[Data extracts]
== Segment start ==
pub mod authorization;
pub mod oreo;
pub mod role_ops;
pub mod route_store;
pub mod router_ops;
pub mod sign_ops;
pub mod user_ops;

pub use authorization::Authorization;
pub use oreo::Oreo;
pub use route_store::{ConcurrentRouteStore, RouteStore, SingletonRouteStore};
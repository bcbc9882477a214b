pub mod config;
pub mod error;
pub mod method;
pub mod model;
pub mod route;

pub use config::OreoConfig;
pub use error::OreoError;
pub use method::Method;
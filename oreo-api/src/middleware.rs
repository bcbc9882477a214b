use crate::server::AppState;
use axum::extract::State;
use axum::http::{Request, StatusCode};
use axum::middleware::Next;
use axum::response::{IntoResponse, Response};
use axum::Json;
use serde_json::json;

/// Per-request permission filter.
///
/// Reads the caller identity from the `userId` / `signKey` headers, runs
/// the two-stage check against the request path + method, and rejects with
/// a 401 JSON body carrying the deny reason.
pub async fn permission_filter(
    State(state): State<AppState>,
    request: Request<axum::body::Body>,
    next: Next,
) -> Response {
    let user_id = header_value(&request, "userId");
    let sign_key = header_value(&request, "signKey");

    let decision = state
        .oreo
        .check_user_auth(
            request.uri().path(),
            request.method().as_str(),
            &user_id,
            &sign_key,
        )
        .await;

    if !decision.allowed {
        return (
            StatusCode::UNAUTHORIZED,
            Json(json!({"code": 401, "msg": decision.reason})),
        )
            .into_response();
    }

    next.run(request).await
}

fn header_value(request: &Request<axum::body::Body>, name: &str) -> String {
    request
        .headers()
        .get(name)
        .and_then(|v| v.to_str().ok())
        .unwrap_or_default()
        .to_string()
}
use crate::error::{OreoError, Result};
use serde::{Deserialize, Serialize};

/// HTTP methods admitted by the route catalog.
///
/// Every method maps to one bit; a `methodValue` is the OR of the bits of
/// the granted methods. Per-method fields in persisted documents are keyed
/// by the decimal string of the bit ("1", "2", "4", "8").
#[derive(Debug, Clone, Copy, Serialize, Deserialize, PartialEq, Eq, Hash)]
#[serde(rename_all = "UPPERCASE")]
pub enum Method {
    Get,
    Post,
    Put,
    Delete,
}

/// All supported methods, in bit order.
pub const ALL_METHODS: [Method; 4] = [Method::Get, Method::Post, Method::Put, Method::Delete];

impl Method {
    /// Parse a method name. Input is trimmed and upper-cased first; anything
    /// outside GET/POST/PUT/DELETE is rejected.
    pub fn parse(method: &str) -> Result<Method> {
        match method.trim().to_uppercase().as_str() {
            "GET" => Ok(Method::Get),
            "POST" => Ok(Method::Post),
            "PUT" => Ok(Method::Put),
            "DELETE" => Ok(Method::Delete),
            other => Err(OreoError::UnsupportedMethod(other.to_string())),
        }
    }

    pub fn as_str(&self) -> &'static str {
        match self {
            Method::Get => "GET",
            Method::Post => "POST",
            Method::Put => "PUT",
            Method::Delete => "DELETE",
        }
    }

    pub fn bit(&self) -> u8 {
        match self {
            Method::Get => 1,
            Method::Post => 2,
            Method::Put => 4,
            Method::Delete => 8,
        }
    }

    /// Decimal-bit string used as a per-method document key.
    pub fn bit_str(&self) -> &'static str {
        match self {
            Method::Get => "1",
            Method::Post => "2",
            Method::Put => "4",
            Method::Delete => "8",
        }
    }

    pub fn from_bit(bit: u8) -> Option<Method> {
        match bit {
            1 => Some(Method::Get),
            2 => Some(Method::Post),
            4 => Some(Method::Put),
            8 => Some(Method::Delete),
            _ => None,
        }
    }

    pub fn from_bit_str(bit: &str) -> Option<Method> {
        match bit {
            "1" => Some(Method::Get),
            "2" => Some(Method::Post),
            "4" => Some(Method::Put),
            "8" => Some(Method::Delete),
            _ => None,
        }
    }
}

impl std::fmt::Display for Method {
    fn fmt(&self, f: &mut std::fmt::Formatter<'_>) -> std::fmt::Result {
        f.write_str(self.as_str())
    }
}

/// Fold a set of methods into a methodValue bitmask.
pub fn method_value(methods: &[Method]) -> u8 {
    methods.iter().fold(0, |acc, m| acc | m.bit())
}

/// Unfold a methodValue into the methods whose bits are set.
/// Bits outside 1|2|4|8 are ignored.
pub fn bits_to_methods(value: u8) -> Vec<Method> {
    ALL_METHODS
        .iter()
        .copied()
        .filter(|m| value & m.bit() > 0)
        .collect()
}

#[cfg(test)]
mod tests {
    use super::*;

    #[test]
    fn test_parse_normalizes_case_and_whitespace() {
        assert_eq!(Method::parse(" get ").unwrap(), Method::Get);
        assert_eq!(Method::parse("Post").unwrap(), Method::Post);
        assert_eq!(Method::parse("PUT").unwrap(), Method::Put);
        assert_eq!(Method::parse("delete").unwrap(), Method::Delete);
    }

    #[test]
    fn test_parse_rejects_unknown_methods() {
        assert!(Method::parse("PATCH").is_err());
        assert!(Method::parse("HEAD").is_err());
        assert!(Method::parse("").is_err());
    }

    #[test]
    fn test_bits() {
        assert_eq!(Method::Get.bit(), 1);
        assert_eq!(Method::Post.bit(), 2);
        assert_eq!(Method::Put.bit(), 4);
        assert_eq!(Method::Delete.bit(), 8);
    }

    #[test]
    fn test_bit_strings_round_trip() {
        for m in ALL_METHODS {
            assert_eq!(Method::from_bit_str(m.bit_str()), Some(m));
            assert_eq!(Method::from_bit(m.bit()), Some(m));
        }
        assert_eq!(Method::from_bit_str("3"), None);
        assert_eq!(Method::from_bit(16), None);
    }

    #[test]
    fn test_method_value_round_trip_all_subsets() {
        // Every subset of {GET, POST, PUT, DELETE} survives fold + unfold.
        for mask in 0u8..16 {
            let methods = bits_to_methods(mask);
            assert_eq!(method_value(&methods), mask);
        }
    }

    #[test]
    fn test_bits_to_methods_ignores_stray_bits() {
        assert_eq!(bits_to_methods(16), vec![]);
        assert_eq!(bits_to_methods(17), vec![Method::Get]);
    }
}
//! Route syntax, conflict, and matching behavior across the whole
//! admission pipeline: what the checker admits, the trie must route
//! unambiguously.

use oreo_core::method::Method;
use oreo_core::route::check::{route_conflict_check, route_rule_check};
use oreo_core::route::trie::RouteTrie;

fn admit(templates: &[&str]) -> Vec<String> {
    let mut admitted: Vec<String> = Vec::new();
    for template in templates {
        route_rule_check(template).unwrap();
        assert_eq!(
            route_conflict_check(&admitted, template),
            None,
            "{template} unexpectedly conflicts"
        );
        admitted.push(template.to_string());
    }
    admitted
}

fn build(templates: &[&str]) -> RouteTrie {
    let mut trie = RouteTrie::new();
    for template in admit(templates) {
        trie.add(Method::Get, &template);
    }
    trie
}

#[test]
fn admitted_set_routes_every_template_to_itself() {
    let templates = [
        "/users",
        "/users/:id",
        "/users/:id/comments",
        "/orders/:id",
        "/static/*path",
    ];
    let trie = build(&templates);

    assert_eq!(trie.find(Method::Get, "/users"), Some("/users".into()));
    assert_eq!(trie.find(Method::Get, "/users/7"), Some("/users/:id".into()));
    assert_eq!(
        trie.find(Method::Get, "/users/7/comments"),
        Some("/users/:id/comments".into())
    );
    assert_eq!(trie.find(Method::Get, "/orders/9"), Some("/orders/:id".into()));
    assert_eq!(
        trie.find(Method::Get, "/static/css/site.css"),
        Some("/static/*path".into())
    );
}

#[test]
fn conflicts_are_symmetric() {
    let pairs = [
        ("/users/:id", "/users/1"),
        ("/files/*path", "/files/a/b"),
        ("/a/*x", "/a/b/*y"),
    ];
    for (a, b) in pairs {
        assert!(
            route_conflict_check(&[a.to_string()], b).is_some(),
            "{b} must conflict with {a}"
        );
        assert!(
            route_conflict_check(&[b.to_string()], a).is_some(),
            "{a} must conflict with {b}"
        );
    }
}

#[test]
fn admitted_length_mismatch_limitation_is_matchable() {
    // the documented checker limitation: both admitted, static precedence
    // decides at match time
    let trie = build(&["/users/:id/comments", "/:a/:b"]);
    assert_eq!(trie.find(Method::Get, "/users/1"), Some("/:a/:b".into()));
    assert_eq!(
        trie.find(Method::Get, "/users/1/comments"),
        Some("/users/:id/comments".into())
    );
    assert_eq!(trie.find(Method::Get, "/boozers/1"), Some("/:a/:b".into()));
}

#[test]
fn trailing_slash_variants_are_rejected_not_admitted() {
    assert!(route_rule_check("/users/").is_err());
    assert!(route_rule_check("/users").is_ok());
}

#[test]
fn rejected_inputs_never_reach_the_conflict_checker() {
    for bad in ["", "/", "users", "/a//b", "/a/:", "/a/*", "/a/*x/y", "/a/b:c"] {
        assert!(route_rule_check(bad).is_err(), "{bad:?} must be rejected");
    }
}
== Segment end ==
[What this task involves]
The range runs from the line with "pub mod method;" up to and including the line with "use axum::extract::State;" in the listing above; please write out exactly those lines and nothing more.

[Task result]
pub mod method;
pub mod model;
pub mod route;

pub use config::OreoConfig;
pub use error::OreoError;
pub use method::Method;
filename oreo-api/src/middleware.rs
repository bcbc9882477a214b
use crate::server::AppState;
use axum::extract::State;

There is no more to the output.